Adoptive Mom Wrapped 2024

It’s that time of year when Spotify, GoodReads, DuoLingo and various other platforms offer a “year in review” to remind you what you’ve listened to, studied, or read during the year. It’s often a fun way to look back at the year and see what you accomplished or what your favorites were. I discovered I had obsessively listened to the Hamilton soundtrack. I hadn’t realized how many times I’d vibed to “The Room Where It Happened”  and “Guns and Ships” until I saw the numbers. My wrapped list made me laugh.  

DuoLingo showed me I’d learned 204 new words in Spanish and 200 in Russian. GoodReads let me know I’d read 102 books. Well. Listened to/read. I use the heck out of my audible subscription. It made me wonder what a year wrapped would look like as a mom. For example: 

Personal growth: 

Physical Fitness: 

Learning: 

Mental Health:

Relationships: 

Hours spent cooking: Incalculable. 

Do your people ever stop eating? It’s staggering the amount of time you spend cooking food that may only get eaten if the moon and stars are in alignment.  At least they’ll always eat chicken nuggets.
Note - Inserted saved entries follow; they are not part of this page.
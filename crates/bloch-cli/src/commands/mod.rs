//! CLI command implementations.

pub mod about;
pub mod common;
pub mod handoff;
pub mod interactive;
pub mod replay;
pub mod version;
They’re eating. Good job. 

I can’t imagine what my kids would say if they wrote me a year in review. I suspect I’d get high marks for certain things and rather low marks for other. That might even depend on the time of day. 

For instance my oldest pre-teen might say I’m emotionally available and a good listener earlier in the day but a terrible person who doesn’t care about her ten minutes later. Ah, the joys of parenting. 

If I were to give my kids a wrapped report it would probably go like this: 

Adoptive Mom Wrapped 2024

I think it’s sometimes fun to have data to back up things about ourselves in a quantifiable way. I like knowing how many new words I’ve learned, how many miles I’ve run, how far I’ve pushed myself. 

It could be easy to get caught up in the numbers and lose the plot, though. At what point am I doing things because I’m expected to instead of for the fact I enjoy them, or it’s important?  Am I feeding anxiety by insisting on doing something that is overall inconsequential? Maybe.  

As I think about this time of year when many people are looking at personal stats and making lists of what goals they want to accomplish next year I wonder how much pressure I’m putting on my family without realizing it. I want them to do well for their own sakes, not because of honor roll, or to win awards in sports. Are those things good? Yes. Is it more important that they learn a good work/life balance now so they don’t burn out later? Also yes. 

All of that smacked me in the face the other day when my daughter had a panic attack about her grades.  We try to emphasize that we care more about their understanding than getting high grades, but peer pressure is unavoidable. So, instead of being upset she didn’t understand the math, she was angry she had a low grade. When we tried to explain the thing she was struggling with she insisted it didn’t matter because it wouldn’t impact her grade to learn it now. So, clearly, we have some work to do on that front. 

As much as I enjoy a list of achievements, I really hope I can convince my kids that they are so much more than that. I hope they know how special they are and how much they mean to me. I want them to know that I care more about who they are than the things they can do.